Kam Suan Pheng (simplified Chinese: 甘钻萍; traditional Chinese: 甘鑽萍) is a retired Malaysian lecturer, soil scientist, geospatial expert and environmentalist. Hailing from the state of Penang, she played an instrumental role in the creation of the Penang Geographic Information System (PeGIS).

==Education==
In 1975, Kam received her Bachelor of Science degree with first class honours from Universiti Sains Malaysia (USM) where she was recognised as the best all-round student and awarded the Chancellor's Gold Medal for her academic and extra-curricular achievements. She also received the Prof. E. Balasingham Gold Medal for biology and the Datuk Abdul Rahman Yaakub book prize for being the best all-round science student. Kam later pursued a PhD in Agronomy-Soil at Cornell University in Ithaca, New York.

==Career==

===Research and teaching===
While pursuing her degree at USM, Kam served as a teacher at a secondary school at Bukit Mertajam. She became a lecturer and an associate professor at USM from 1981 to 1994, and underwent a certificate course on remote sensing at the Asian Institute of Technology near Bangkok in 1984. She was a visiting faculty at the University of Wisconsin–Madison's Environmental Remote Sensing Center in 1986, and at Imperial College London under the Royal Society Fellowship in 1990. At WorldFish, she served as a senior scientist and took part in the creation of an online ecological and socioeconomic database.

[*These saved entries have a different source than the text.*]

mod sync_transport;
mod tcp_server_transport;

pub use sync_transport::SyncTransport;
pub use tcp_server_transport::Transport;
use std::fs::File;
use std::io::Read;
use std::path::Path;
use std::time::{SystemTime, UNIX_EPOCH};

use crate::constants::DEFAULT_PUSH_MODE;
use crate::{RadbDevice, Result, SyncCommand};

impl RadbDevice {
    /// Streams `source` to `remote_path` on the device.
    ///
    /// `mode` sets the permission bits of the created file; `last_modified`
    /// becomes its modification time, truncated to 32 bits on the wire.
    pub fn push<R: Read + ?Sized>(
        &self,
        source: &mut R,
        last_modified: SystemTime,
        mode: u32,
        remote_path: &str,
    ) -> Result<()> {
        let transport = self.get_transport()?;
        let mut sync = transport.start_sync()?;
        sync.send(SyncCommand::Send, &format!("{remote_path},{mode}"))?;

        let sent = sync.send_stream(source)?;
        log::debug!("{self}: pushed {sent} bytes to {remote_path}");

        let mtime = last_modified
            .duration_since(UNIX_EPOCH)
            .map(|d| d.as_secs())
            .unwrap_or(0);
        sync.send_status(SyncCommand::Done, mtime as u32)?;
        sync.verify_status()
    }

    /// Pushes a local file to `remote_path` with the default mode 0664 and
    /// the file's own modification time.
    pub fn push_file(&self, local: &Path, remote_path: &str) -> Result<()> {
        let mut file = File::open(local)?;
        let last_modified = file.metadata()?.modified()?;
        self.push(&mut file, last_modified, DEFAULT_PUSH_MODE, remote_path)
    }
}
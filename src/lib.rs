#![crate_type = "lib"]
#![forbid(unsafe_code)]
#![forbid(missing_debug_implementations)]
#![forbid(missing_docs)]
#![doc = include_str!("../README.md")]

mod constants;
mod device;
mod error;
mod models;
mod transports;
mod utils;

pub use constants::{DEFAULT_PUSH_MODE, DEFAULT_TCPIP_PORT};
pub use device::{RadbDevice, ShellOutput};
pub use error::{RadbError, Result};
pub use models::{DeviceState, PortForwarding, RemoteFileEntry, SyncCommand};
pub use transports::{SyncTransport, Transport};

===Geographic information systems===
Between 1992 and 1994, Kam and her peers worked with the Penang state government to establish PeGIS. In 2023, she was granted recognition by the state government for her role in spearheading geospatial technology in Penang. She currently oversees urban planning databases for both the Penang Island and Seberang Perai city governments.

In 1994, she provided geographic information system (GIS) and remote sensing support to rice research at the International Rice Research Institute in Manila. Subsequently, between 1996 and 1997, she assisted in employing multitemporal ERS-2 synthetic-aperture radar (SAR) to map the various rice-cropping systems in the Mekong River Delta.

===Environmental activism===
Kam was involved in environmental activism in her home state of Penang, helping to establish special interest groups such as the Penang Hills Watch. In 2017, she claimed that the development of hillsides led to soil erosion, contributing to the floods that hit the state that year. She also raised concerns about the state government's ability to ensure compliance by developers in hillside construction guidelines, and pointed out that despite the Penang State Structure Plan 2005-2020 being designed to safeguard highland areas and restrict housing project density, the limits had already been exceeded. Two years later, as the Penang Hills Watch coordinator, Kam insisted on a public inspection of the amended Special Area Plan for the Penang Botanic Gardens, citing concerns about the state's transparency in the conservation of the gardens.